Updated almost 2 years ago on . Most recent reply

removing PMI or paying off higher interest mortgage or saving/investing
Hi all--
Mortgage 1)
interest rate 3.5%, $10k left to remove PMI (purchased as residential, now use as an investment property)
not cash flowing, but will be if I removed the PMI (cash flow would be like $50/month)
Mortgage 2)
interest rate 6.1%, $45k left to remove PMI (purchased as residential and currently looking to house hack)
Option 1) pay off PMI for mortgage 1 (start cash flowing!)
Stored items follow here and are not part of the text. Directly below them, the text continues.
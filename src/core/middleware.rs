use crate::core::error::AppError;
use crate::features::auth::model::AuthenticatedUser;
use crate::features::auth::JwtValidator;
use crate::features::users::UserService;
use axum::{
    extract::{Request, State},
    http::{header, HeaderValue, StatusCode},
    middleware::Next,
    response::{IntoResponse, Response},
};
use base64::prelude::*;
use std::sync::Arc;
use tower_http::cors::{AllowOrigin, Any, CorsLayer};
use tower_http::request_id::{MakeRequestId, RequestId};
use tracing::Span;
use uuid::Uuid;

/// Request ID generator using UUID v7 (time-ordered)
#[derive(Clone, Copy)]
pub struct MakeRequestUuid;

impl MakeRequestId for MakeRequestUuid {
    fn make_request_id<B>(&mut self, _request: &axum::http::Request<B>) -> Option<RequestId> {
        HeaderValue::from_str(&Uuid::now_v7().to_string())
            .ok()
            .map(RequestId::new)
    }
}

/// Custom MakeSpan that includes request_id in the tracing span
#[derive(Clone, Debug)]
pub struct MakeSpanWithRequestId;

impl<B> tower_http::trace::MakeSpan<B> for MakeSpanWithRequestId {
    fn make_span(&mut self, request: &axum::http::Request<B>) -> Span {
        let request_id = request
            .headers()
            .get("x-request-id")
            .and_then(|v| v.to_str().ok())
            .unwrap_or("-");

        tracing::info_span!(
            "request",
            method = %request.method(),
            uri = %request.uri(),
            request_id = %request_id,
        )
    }
}

pub fn cors_layer(allowed_origins: Vec<String>) -> CorsLayer {
    let cors = CorsLayer::new().allow_methods(Any).allow_headers(Any);

    // If origins list contains "*", allow any origin
    if allowed_origins.iter().any(|o| o == "*") {
        cors.allow_origin(Any)
    } else {
        // Parse origins into HeaderValue
        let origins: Vec<HeaderValue> = allowed_origins
            .iter()
            .filter_map(|o| o.parse().ok())
            .collect();
        cors.allow_origin(AllowOrigin::list(origins))
    }
}

pub fn basic_auth_middleware(
    valid_credentials: Arc<String>,
) -> impl Fn(
    Request,
    Next,
)
    -> std::pin::Pin<Box<dyn std::future::Future<Output = Result<Response, Response>> + Send>>
       + Clone {
    move |req: Request, next: Next| {
        let credentials = valid_credentials.clone();
        Box::pin(async move {
            let auth_header = req
                .headers()
                .get(header::AUTHORIZATION)
                .and_then(|header| header.to_str().ok());

            if let Some(auth_header) = auth_header {
                if let Some(encoded) = auth_header.strip_prefix("Basic ") {
                    if let Ok(decoded) = BASE64_STANDARD.decode(encoded) {
                        if let Ok(creds) = String::from_utf8(decoded) {
                            if creds == *credentials {
                                return Ok(next.run(req).await);
                            }
                        }
                    }
                }
            }

            Err((
                StatusCode::UNAUTHORIZED,
                [(header::WWW_AUTHENTICATE, "Basic realm=\"Swagger UI\"")],
                "Unauthorized",
            )
                .into_response())
        })
    }
}

/// Validates the bearer token and stores the asserted identity in the request
pub async fn auth_middleware(
    State(validator): State<Arc<JwtValidator>>,
    mut req: Request,
    next: Next,
) -> Result<Response, AppError> {
    let token = req
        .headers()
        .get(header::AUTHORIZATION)
        .and_then(|h| h.to_str().ok())
        .ok_or_else(|| AppError::Unauthorized("Missing authorization header".to_string()))?
        .strip_prefix("Bearer ")
        .ok_or_else(|| AppError::Unauthorized("Invalid authorization header format".to_string()))?;

    let user = validator.validate_token(token).await?;

    req.extensions_mut().insert(user);
    Ok(next.run(req).await)
}

/// Resolves the authenticated identity to its directory record, creating it on
/// first sight. Must run after `auth_middleware`.
pub async fn resolve_user_middleware(
    State(users): State<Arc<UserService>>,
    mut req: Request,
    next: Next,
) -> Result<Response, AppError> {
    let identity = req
        .extensions()
        .get::<AuthenticatedUser>()
        .cloned()
        .ok_or_else(|| AppError::Unauthorized("Authentication required".to_string()))?;

    let user = users.resolve_or_create(&identity).await?;

    req.extensions_mut().insert(user);
    Ok(next.run(req).await)
}
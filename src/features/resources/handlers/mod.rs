pub mod resource_handler;
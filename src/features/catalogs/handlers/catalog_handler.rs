use std::sync::Arc;

use axum::{extract::State, Json};

use crate::features::catalogs::dtos::CatalogFiltersDto;
use crate::features::catalogs::services::CatalogService;
use crate::shared::types::ApiResponse;

/// Values offered by the upload form and the resource filters
#[utoipa::path(
    get,
    path = "/api/catalogs",
    responses(
        (status = 200, description = "Catalog values", body = ApiResponse<CatalogFiltersDto>),
    ),
    tag = "catalogs"
)]
pub async fn get_filters(
    State(service): State<Arc<CatalogService>>,
) -> Json<ApiResponse<CatalogFiltersDto>> {
    let filters = service.filters().await;
    Json(ApiResponse::success(Some(filters), None, None))
}
use chrono::{DateTime, Utc};
use serde::{Deserialize, Serialize};
use sqlx::{FromRow, Type};
use utoipa::ToSchema;

use crate::features::auth::model::AuthenticatedUser;

/// Closed set of roles. Every visibility decision matches on it exhaustively.
#[derive(Debug, Clone, Copy, PartialEq, Eq, Hash, Serialize, Deserialize, Type, ToSchema)]
#[sqlx(type_name = "user_role")]
pub enum UserRole {
    Student,
    Admin,
}

impl std::fmt::Display for UserRole {
    fn fmt(&self, f: &mut std::fmt::Formatter<'_>) -> std::fmt::Result {
        match self {
            UserRole::Student => write!(f, "Student"),
            UserRole::Admin => write!(f, "Admin"),
        }
    }
}

/// Directory entry keyed by the auth subject
#[derive(Debug, Clone, FromRow)]
pub struct User {
    pub uid: String,
    pub name: String,
    pub email: Option<String>,
    pub role: UserRole,
    pub university: Option<String>,
    pub department: Option<String>,
    pub created_at: DateTime<Utc>,
    pub updated_at: DateTime<Utc>,
}

impl User {
    /// Default entry for a first-time visitor
    pub fn student(identity: &AuthenticatedUser) -> Self {
        let now = Utc::now();
        Self {
            uid: identity.sub.clone(),
            name: identity.display_name(),
            email: identity.email.clone(),
            role: UserRole::Student,
            university: None,
            department: None,
            created_at: now,
            updated_at: now,
        }
    }

    pub fn is_admin(&self) -> bool {
        match self.role {
            UserRole::Admin => true,
            UserRole::Student => false,
        }
    }
}

/// Self-service profile changes. `None` leaves the field as it is.
#[derive(Debug, Clone, Default)]
pub struct ProfileUpdate {
    pub name: Option<String>,
    pub university: Option<String>,
    pub department: Option<String>,
}
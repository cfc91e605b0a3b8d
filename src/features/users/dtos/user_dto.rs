use chrono::{DateTime, Utc};
use serde::{Deserialize, Serialize};
use utoipa::ToSchema;
use validator::Validate;

use crate::features::users::models::{ProfileUpdate, User, UserRole};

#[derive(Debug, Clone, Serialize, Deserialize, ToSchema)]
#[serde(rename_all = "camelCase")]
pub struct UserDto {
    pub uid: String,
    pub name: String,
    #[serde(skip_serializing_if = "Option::is_none")]
    pub email: Option<String>,
    pub role: UserRole,
    #[serde(skip_serializing_if = "Option::is_none")]
    pub university: Option<String>,
    #[serde(skip_serializing_if = "Option::is_none")]
    pub department: Option<String>,
    pub created_at: DateTime<Utc>,
    pub updated_at: DateTime<Utc>,
}

impl From<User> for UserDto {
    fn from(user: User) -> Self {
        Self {
            uid: user.uid,
            name: user.name,
            email: user.email,
            role: user.role,
            university: user.university,
            department: user.department,
            created_at: user.created_at,
            updated_at: user.updated_at,
        }
    }
}

/// Request DTO for self-service profile changes
#[derive(Debug, Clone, Serialize, Deserialize, Validate, ToSchema)]
#[serde(rename_all = "camelCase")]
pub struct UpdateProfileDto {
    #[validate(length(min = 1, max = 128, message = "Name must be 1-128 characters"))]
    #[serde(skip_serializing_if = "Option::is_none")]
    pub name: Option<String>,

    #[validate(
        length(min = 1, max = 120, message = "University must be 1-120 characters"),
        regex(
            path = "*crate::shared::validation::CATALOG_VALUE_REGEX",
            message = "University must start with a letter or digit and contain no special characters"
        )
    )]
    #[serde(skip_serializing_if = "Option::is_none")]
    pub university: Option<String>,

    #[validate(
        length(min = 1, max = 120, message = "Department must be 1-120 characters"),
        regex(
            path = "*crate::shared::validation::CATALOG_VALUE_REGEX",
            message = "Department must start with a letter or digit and contain no special characters"
        )
    )]
    #[serde(skip_serializing_if = "Option::is_none")]
    pub department: Option<String>,
}

impl From<UpdateProfileDto> for ProfileUpdate {
    fn from(dto: UpdateProfileDto) -> Self {
        Self {
            name: dto.name,
            university: dto.university,
            department: dto.department,
        }
    }
}
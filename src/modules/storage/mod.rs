//! Blob storage for uploaded resource files.
//!
//! `BlobStore` is the seam the resource lifecycle talks to; `MinIOClient` is the
//! production implementation and `MemoryBlobStore` backs the tests.

#[cfg(test)]
mod memory;
mod minio_client;
mod sigv4;

use async_trait::async_trait;

use crate::core::error::Result;

#[cfg(test)]
pub use memory::MemoryBlobStore;
pub use minio_client::MinIOClient;

/// Handle to a stored object plus the URL it can be retrieved from
#[derive(Debug, Clone, PartialEq, Eq)]
pub struct StoredBlob {
    pub key: String,
    pub url: String,
}

#[async_trait]
pub trait BlobStore: Send + Sync {
    /// Stores `data` under `path` and returns its handle
    async fn put(&self, path: &str, data: Vec<u8>, content_type: &str) -> Result<StoredBlob>;

    /// Retrievable URL for a handle returned by `put`
    fn resolve(&self, key: &str) -> String;

    async fn fetch(&self, key: &str) -> Result<Vec<u8>>;
}
mod catalog_entry;

pub use catalog_entry::{CatalogEntry, CatalogKind};
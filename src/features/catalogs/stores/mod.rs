#[cfg(test)]
mod memory;
mod postgres;

use async_trait::async_trait;

use crate::core::error::Result;
use crate::features::catalogs::models::{CatalogEntry, CatalogKind};

#[cfg(test)]
pub use memory::MemoryCatalogStore;
pub use postgres::PgCatalogStore;

/// Append-only catalog storage
#[async_trait]
pub trait CatalogStore: Send + Sync {
    /// Adds the value unless it already exists. Returns whether it was added.
    async fn add(&self, kind: CatalogKind, value: &str, parent: &str) -> Result<bool>;

    /// Every entry of a kind in insertion order
    async fn list(&self, kind: CatalogKind) -> Result<Vec<CatalogEntry>>;
}
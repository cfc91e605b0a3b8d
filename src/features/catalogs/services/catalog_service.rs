use std::collections::BTreeMap;
use std::sync::Arc;

use crate::core::error::{AppError, Result};
use crate::features::catalogs::dtos::CatalogFiltersDto;
use crate::features::catalogs::models::{CatalogEntry, CatalogKind};
use crate::features::catalogs::stores::CatalogStore;
use crate::shared::constants::{
    DEFAULT_DEPARTMENTS, DEFAULT_SUBJECTS, DEFAULT_UNIVERSITIES, SEMESTERS,
};
use crate::shared::validation::normalize_catalog_value;

/// Metadata catalogs for universities, departments and subjects.
///
/// Built-in defaults are always offered; stored values extend them.
pub struct CatalogService {
    store: Arc<dyn CatalogStore>,
}

fn push_unique(values: &mut Vec<String>, value: &str) {
    if !values.iter().any(|v| v == value) {
        values.push(value.to_string());
    }
}

fn required(label: &str, value: &str) -> Result<String> {
    let normalized = normalize_catalog_value(value);
    if normalized.is_empty() {
        return Err(AppError::Validation(format!("{} must not be empty", label)));
    }
    Ok(normalized)
}

impl CatalogService {
    pub fn new(store: Arc<dyn CatalogStore>) -> Self {
        Self { store }
    }

    async fn stored(&self, kind: CatalogKind) -> Vec<CatalogEntry> {
        self.store.list(kind).await.unwrap_or_else(|e| {
            tracing::warn!("Falling back to default {} catalog: {}", kind, e);
            Vec::new()
        })
    }

    pub async fn filters(&self) -> CatalogFiltersDto {
        let (universities, departments, subjects) = futures::join!(
            self.stored(CatalogKind::University),
            self.stored(CatalogKind::Department),
            self.stored(CatalogKind::Subject),
        );

        let mut university_names: Vec<String> =
            DEFAULT_UNIVERSITIES.iter().map(|s| s.to_string()).collect();
        for entry in &universities {
            push_unique(&mut university_names, &entry.value);
        }

        let mut department_names: Vec<String> =
            DEFAULT_DEPARTMENTS.iter().map(|s| s.to_string()).collect();
        for entry in &departments {
            push_unique(&mut department_names, &entry.value);
        }

        let mut subject_map: BTreeMap<String, Vec<String>> = BTreeMap::new();
        for (department, names) in DEFAULT_SUBJECTS {
            let list = subject_map.entry(department.to_string()).or_default();
            for name in names {
                push_unique(list, name);
            }
        }
        for entry in &subjects {
            push_unique(
                subject_map.entry(entry.parent.clone()).or_default(),
                &entry.value,
            );
        }

        CatalogFiltersDto {
            universities: university_names,
            departments: department_names,
            semesters: SEMESTERS.iter().map(|s| s.to_string()).collect(),
            subjects: subject_map,
        }
    }

    /// Returns the stored name and whether it was new
    pub async fn add_university(&self, name: &str) -> Result<(String, bool)> {
        let name = required("University", name)?;
        let added = self.store.add(CatalogKind::University, &name, "").await?;
        if added {
            tracing::info!("University added to catalog: {}", name);
        }
        Ok((name, added))
    }

    pub async fn add_department(&self, name: &str) -> Result<(String, bool)> {
        let name = required("Department", name)?;
        let added = self.store.add(CatalogKind::Department, &name, "").await?;
        if added {
            tracing::info!("Department added to catalog: {}", name);
        }
        Ok((name, added))
    }

    pub async fn add_subject(&self, department: &str, subject: &str) -> Result<(String, bool)> {
        let department = required("Department", department)?;
        let subject = required("Subject", subject)?;
        let added = self
            .store
            .add(CatalogKind::Subject, &subject, &department)
            .await?;
        if added {
            tracing::info!("Subject added to catalog: {} / {}", department, subject);
        }
        Ok((subject, added))
    }

    /// Registers affiliation values seen in user input. Failures are logged
    /// and never surface.
    pub async fn register(
        &self,
        university: Option<&str>,
        department: Option<&str>,
        subject: Option<&str>,
    ) {
        let university_add = async {
            match university {
                Some(name) => self.add_university(name).await.map(|_| ()),
                None => Ok(()),
            }
        };
        let department_add = async {
            match department {
                Some(name) => self.add_department(name).await.map(|_| ()),
                None => Ok(()),
            }
        };
        let subject_add = async {
            match (department, subject) {
                (Some(dept), Some(name)) => self.add_subject(dept, name).await.map(|_| ()),
                _ => Ok(()),
            }
        };

        let (u, d, s) = futures::join!(university_add, department_add, subject_add);
        for result in [u, d, s] {
            if let Err(e) = result {
                tracing::warn!("Catalog registration skipped: {}", e);
            }
        }
    }
}

#[cfg(test)]
mod tests {
    use super::*;
    use crate::features::catalogs::stores::MemoryCatalogStore;

    fn service() -> (Arc<MemoryCatalogStore>, CatalogService) {
        let store = Arc::new(MemoryCatalogStore::new());
        (store.clone(), CatalogService::new(store))
    }

    #[tokio::test]
    async fn test_filters_include_defaults() {
        let (_, service) = service();
        let filters = service.filters().await;

        assert_eq!(filters.universities, vec!["University of Technology", "City College"]);
        assert_eq!(filters.semesters, vec!["1st", "2nd", "3rd", "4th"]);
        assert_eq!(filters.semesters[0], "1st");
        assert_eq!(
            filters.subjects["Computer Science"],
            vec!["Introduction to Programming", "Data Structures", "Algorithms"]
        );
    }

    #[tokio::test]
    async fn test_add_is_idempotent() {
        let (_, service) = service();

        let (name, added) = service.add_university("  State   University ").await.unwrap();
        assert_eq!(name, "State University");
        assert!(added);

        let (_, added_again) = service.add_university("State University").await.unwrap();
        assert!(!added_again);

        let filters = service.filters().await;
        assert_eq!(
            filters
                .universities
                .iter()
                .filter(|u| *u == "State University")
                .count(),
            1
        );
    }

    #[tokio::test]
    async fn test_default_value_is_not_duplicated() {
        let (_, service) = service();
        service.add_department("Computer Science").await.unwrap();

        let filters = service.filters().await;
        assert_eq!(filters.departments, vec!["Computer Science", "Electrical Engineering"]);
    }

    #[tokio::test]
    async fn test_subjects_are_keyed_by_department() {
        let (_, service) = service();
        service.add_subject("Mathematics", "Linear Algebra").await.unwrap();
        service.add_subject("Computer Science", "Compilers").await.unwrap();

        let filters = service.filters().await;
        assert_eq!(filters.subjects["Mathematics"], vec!["Linear Algebra"]);
        assert_eq!(filters.subjects["Computer Science"].last().unwrap(), "Compilers");
    }

    #[tokio::test]
    async fn test_blank_values_are_rejected() {
        let (_, service) = service();
        assert!(matches!(
            service.add_university("   ").await,
            Err(AppError::Validation(_))
        ));
        assert!(matches!(
            service.add_subject("Physics", "").await,
            Err(AppError::Validation(_))
        ));
    }

    #[tokio::test]
    async fn test_register_is_best_effort() {
        let (store, service) = service();
        store.make_unavailable();

        service
            .register(Some("Night School"), Some("History"), Some("Ancient Rome"))
            .await;

        let filters = service.filters().await;
        assert!(!filters.universities.contains(&"Night School".to_string()));
        assert_eq!(filters.universities.len(), DEFAULT_UNIVERSITIES.len());
    }
}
Option 2) use extra funds at the end of the month into a principal payment for mortgage 2
Option 3) invest extra funds in the stock market
Option 4) save extra funds in a high yield savings account and recast mortgage 1 so then the cash flow can become extra principal payments toward mortgage 2 or in savings to purchase another property.
I don't know how to compute which is the better option, but would also like personal advice and other options I hadn't thought of.
Thank you.
Most Popular Reply

Divide the annual PMI payments (monthly PMI X 12) by the amount it will take to pay it off. That will get you a %. Is that percentage lower than what you can get in a money market? Is it lower than what you can reinvest that same capital and yield? You'll need to understand what % you are saving on an annualized basis to compare. That should make the decision a bit easier.